• ACTIVITY
Please return every line of the records below that holds the word "camera".

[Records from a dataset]

== Segment start ==

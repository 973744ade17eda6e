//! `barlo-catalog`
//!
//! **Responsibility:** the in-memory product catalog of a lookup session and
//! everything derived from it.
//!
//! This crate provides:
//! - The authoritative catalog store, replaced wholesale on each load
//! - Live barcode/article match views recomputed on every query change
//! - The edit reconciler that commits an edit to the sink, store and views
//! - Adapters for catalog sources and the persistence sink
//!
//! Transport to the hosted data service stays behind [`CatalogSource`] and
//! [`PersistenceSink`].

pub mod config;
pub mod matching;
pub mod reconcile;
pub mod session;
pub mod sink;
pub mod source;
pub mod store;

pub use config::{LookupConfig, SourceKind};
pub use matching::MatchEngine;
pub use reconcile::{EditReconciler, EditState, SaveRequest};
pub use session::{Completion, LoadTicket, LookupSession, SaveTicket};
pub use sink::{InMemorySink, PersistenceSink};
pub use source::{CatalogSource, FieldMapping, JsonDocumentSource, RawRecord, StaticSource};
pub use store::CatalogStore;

== Segment end ==
== Segment start ==

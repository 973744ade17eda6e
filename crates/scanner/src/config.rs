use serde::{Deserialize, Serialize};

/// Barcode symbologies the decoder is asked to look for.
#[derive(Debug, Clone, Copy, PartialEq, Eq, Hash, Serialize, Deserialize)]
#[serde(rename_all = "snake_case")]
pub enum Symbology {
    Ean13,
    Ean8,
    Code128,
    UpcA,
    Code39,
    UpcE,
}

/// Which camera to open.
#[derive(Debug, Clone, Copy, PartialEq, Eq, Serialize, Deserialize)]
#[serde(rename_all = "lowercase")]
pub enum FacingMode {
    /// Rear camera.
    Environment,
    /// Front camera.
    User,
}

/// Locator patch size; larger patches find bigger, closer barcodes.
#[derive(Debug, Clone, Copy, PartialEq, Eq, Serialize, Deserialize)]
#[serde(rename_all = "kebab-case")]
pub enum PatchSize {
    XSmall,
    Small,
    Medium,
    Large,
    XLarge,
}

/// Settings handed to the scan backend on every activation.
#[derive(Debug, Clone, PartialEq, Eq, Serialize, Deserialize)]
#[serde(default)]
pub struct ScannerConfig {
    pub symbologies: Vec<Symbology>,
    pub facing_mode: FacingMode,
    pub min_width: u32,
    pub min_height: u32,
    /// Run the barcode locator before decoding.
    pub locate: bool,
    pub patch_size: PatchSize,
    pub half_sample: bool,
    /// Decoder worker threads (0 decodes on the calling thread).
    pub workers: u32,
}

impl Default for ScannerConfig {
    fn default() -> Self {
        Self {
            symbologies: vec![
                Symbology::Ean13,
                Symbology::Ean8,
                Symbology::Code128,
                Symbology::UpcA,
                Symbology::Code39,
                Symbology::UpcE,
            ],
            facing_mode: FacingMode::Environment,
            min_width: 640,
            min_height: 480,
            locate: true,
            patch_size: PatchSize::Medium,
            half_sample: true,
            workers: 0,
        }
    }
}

== Segment end ==

• WRITTEN ANSWER
/// Which camera to open.
    /// Rear camera.
    /// Front camera.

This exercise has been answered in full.